Falafel Burgers with Pickled Onion, Red Cabbage, Cucumber Ribbons, Sriracha & Herb Yoghurt
A healthy but filling burger packed full of flavour to satisfy vegans and non vegans alike!
Contains Gluten, Soyabeans, Mustard
2 x 400g cans of chickpeas, rinsed & drained
1 bunch of scallions, roughly chopped
2 cloves of garlic, peeled
20g flat leaf parsley
2 tsp ground cumin
2 tsp ground coriander
1 tsp chilli flakes
3 tbs of gram flour
salt and ground black pepper
4 brioche buns or round pittas
60g red cabbage
20g pickled red onion
40g cucumber ribbons
Sriracha Herb yogurt
60g plain yogurt, dairy free
1 tbs flat parsley, finely chopped
1 tsp dill, finely chopped
1 tbs apple cider vinegar
60g Blenders Sriracha
60g Blenders Vegan Mayo
In a food processor add the chickpeas, scallions, parsley, garlic, cumin, ground coriander, chilli flakes, gram flour and seasoning. Blend together to form a stiff paste. Divide into four burgers, 1.5 cm thick. Chill for 4-6 hours.

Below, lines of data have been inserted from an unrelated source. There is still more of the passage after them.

use crate::config::{AggregationSpec, GroupedAggregationSpec, PipelineConfig};
use crate::control::{PipelineControl, WorkerExit, WorkerResult};
use crate::error::TransformError;
use crate::memory::ManualMemoryProbe;
use crate::producer::Producer;
use crate::record::Record;
use crate::registry::PipelineId;
use crate::source::{SourceAdapter, VecSource};
use crate::stage::{AggregateStage, StageCommand, StreamItem, StreamResult};
use crate::telemetry::{CollectingReporter, EventKind};
use crate::test_support::{StalledSource, numbered, rec};
use crate::transform::{IdentityTransform, RecordTransform};
use serde_json::{Value, json};
use std::sync::Arc;
use std::time::Duration;
use tokio::sync::{mpsc, oneshot};
use tokio::task::JoinHandle;
use tokio::time::timeout;

struct Harness {
  output: mpsc::Receiver<StreamResult>,
  commands: mpsc::Sender<StageCommand>,
  stage: JoinHandle<WorkerResult>,
  reporter: Arc<CollectingReporter>,
  control: PipelineControl,
}

fn spawn(config: &PipelineConfig, source: Arc<dyn SourceAdapter>, transform: Arc<dyn RecordTransform>) -> Harness {
  let id = PipelineId::from("stage-test");
  let control = PipelineControl::new();
  let reporter = Arc::new(CollectingReporter::new());
  let (demand, upstream, _producer) = Producer::new(id.clone(), config, source, control.clone())
    .with_memory_probe(Arc::new(ManualMemoryProbe::new(0)))
    .spawn();
  let (output_tx, output) = mpsc::channel(config.buffer_size);
  let (commands, command_rx) = mpsc::channel(4);
  let stage = AggregateStage::new(id, config, transform, control.clone())
    .with_reporter(reporter.clone())
    .spawn(demand, upstream, output_tx, command_rx);
  Harness {
    output,
    commands,
    stage,
    reporter,
    control,
  }
}

async fn drain(output: &mut mpsc::Receiver<StreamResult>) -> (Vec<Record>, Option<crate::aggregate::AggregationSnapshot>) {
  let mut records = Vec::new();
  let mut snapshot = None;
  while let Some(item) = timeout(Duration::from_secs(2), output.recv()).await.unwrap() {
    match item.unwrap() {
      StreamItem::Record(record) => records.push(record),
      StreamItem::Snapshot(last) => snapshot = Some(last),
    }
  }
  (records, snapshot)
}

fn failing_every_tenth(record: Record) -> Result<Record, TransformError> {
  match record.get("id").and_then(Value::as_u64) {
    Some(id) if id % 10 == 9 => Err(TransformError::new(format!("bad record {id}"))),
    _ => Ok(record),
  }
}

#[tokio::test]
async fn test_failed_transforms_are_skipped_and_counted() {
  let config = PipelineConfig::default().with_chunk_size(25);
  let mut harness = spawn(
    &config,
    Arc::new(VecSource::new(numbered(100))),
    Arc::new(failing_every_tenth),
  );
  let (records, snapshot) = drain(&mut harness.output).await;
  assert_eq!(records.len(), 90);
  let snapshot = snapshot.expect("final snapshot");
  assert_eq!(snapshot.failed_count, 10);
  assert_eq!(snapshot.records_in, 100);
  assert_eq!(snapshot.records_out, 90);
  assert_eq!(harness.stage.await.unwrap().unwrap(), WorkerExit::Completed);

  let failed: u64 = harness
    .reporter
    .named("batch.transformed")
    .into_iter()
    .map(|event| match event.kind {
      EventKind::BatchTransformed { failed_count, .. } => failed_count,
      _ => 0,
    })
    .sum();
  assert_eq!(failed, 10);
}

#[tokio::test]
async fn test_panicking_transform_is_counted_as_failure() {
  let config = PipelineConfig::default().with_chunk_size(10);
  let transform = |record: Record| -> Result<Record, TransformError> {
    if record.get("id") == Some(&json!(3)) {
      panic!("transform bug");
    }
    Ok(record)
  };
  let mut harness = spawn(&config, Arc::new(VecSource::new(numbered(5))), Arc::new(transform));
  let (records, snapshot) = drain(&mut harness.output).await;
  assert_eq!(records.len(), 4);
  assert_eq!(snapshot.unwrap().failed_count, 1);
}

#[tokio::test]
async fn test_records_preserve_fetch_order() {
  let config = PipelineConfig::default().with_chunk_size(7);
  let mut harness = spawn(
    &config,
    Arc::new(VecSource::new(numbered(50))),
    Arc::new(IdentityTransform),
  );
  let (records, _) = drain(&mut harness.output).await;
  let ids: Vec<u64> = records.iter().filter_map(|r| r["id"].as_u64()).collect();
  assert_eq!(ids, (0..50).collect::<Vec<u64>>());
}

#[tokio::test]
async fn test_demand_is_bounded_by_output_buffer() {
  let config = PipelineConfig::default()
    .with_chunk_size(5)
    .with_max_demand(10)
    .with_buffer_size(10);
  let source = Arc::new(VecSource::new(numbered(100)));
  let mut harness = spawn(&config, source.clone(), Arc::new(IdentityTransform));

  tokio::time::sleep(Duration::from_millis(100)).await;
  let requested: usize = source.fetch_calls().iter().map(|(_, limit)| limit).sum();
  assert_eq!(requested, 10);
  assert_eq!(harness.reporter.count("buffer.near_full"), 1);

  let (records, snapshot) = drain(&mut harness.output).await;
  assert_eq!(records.len(), 100);
  assert_eq!(snapshot.unwrap().records_out, 100);
}

#[tokio::test]
async fn test_rejected_group_records_are_still_emitted() {
  let config = PipelineConfig::default().with_grouped_aggregation(
    GroupedAggregationSpec::new("by_territory", ["territory"])
      .with_aggregation(AggregationSpec::count("orders"))
      .with_max_groups(1),
  );
  let source = VecSource::new(vec![
    rec(json!({"territory": "A"})),
    rec(json!({"territory": "A"})),
    rec(json!({"territory": "B"})),
  ]);
  let mut harness = spawn(&config, Arc::new(source), Arc::new(IdentityTransform));
  let (records, snapshot) = drain(&mut harness.output).await;
  assert_eq!(records.len(), 3);
  let snapshot = snapshot.unwrap();
  let grouping = snapshot.grouping("by_territory").unwrap();
  assert_eq!(grouping.len(), 1);
  assert_eq!(grouping.rejected_count, 1);
  assert_eq!(grouping.group(&[json!("A")]).unwrap().values["orders"], json!(2));
  assert_eq!(harness.reporter.count("group.rejected"), 1);
}

#[tokio::test]
async fn test_snapshot_command_is_served_while_waiting() {
  let config = PipelineConfig::default();
  let harness = spawn(&config, Arc::new(StalledSource), Arc::new(IdentityTransform));
  let (reply, response) = oneshot::channel();
  harness
    .commands
    .send(StageCommand::Snapshot(reply))
    .await
    .unwrap();
  let snapshot = timeout(Duration::from_secs(1), response).await.unwrap().unwrap();
  assert_eq!(snapshot.records_in, 0);
  harness.control.cancel();
}

#[tokio::test]
async fn test_dropping_the_output_cancels_the_stage() {
  let config = PipelineConfig::default().with_chunk_size(5).with_buffer_size(5).with_max_demand(5).with_min_demand(2);
  let harness = spawn(
    &config,
    Arc::new(VecSource::new(numbered(100))),
    Arc::new(IdentityTransform),
  );
  drop(harness.output);
  let exit = timeout(Duration::from_secs(1), harness.stage).await.unwrap().unwrap();
  assert_eq!(exit.unwrap(), WorkerExit::Cancelled);
}

#[tokio::test]
async fn test_cancel_unwinds_stage() {
  let config = PipelineConfig::default();
  let harness = spawn(&config, Arc::new(StalledSource), Arc::new(IdentityTransform));
  harness.control.cancel();
  let exit = timeout(Duration::from_secs(1), harness.stage).await.unwrap().unwrap();
  assert_eq!(exit.unwrap(), WorkerExit::Cancelled);
}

Mix all Sriracha Herb Yogurt ingredients together and season to taste.
Pan-fry the burgers for 3-4 mins on each side until crispy.
Lightly toast the brioche buns and spread sriracha herb yoghurt on the inside of each. Fill with red cabbage, cucumber ribbons, pickled red onion and top with the falafel patty.
Drizzle with the Sriracha Herb yogurt and serve.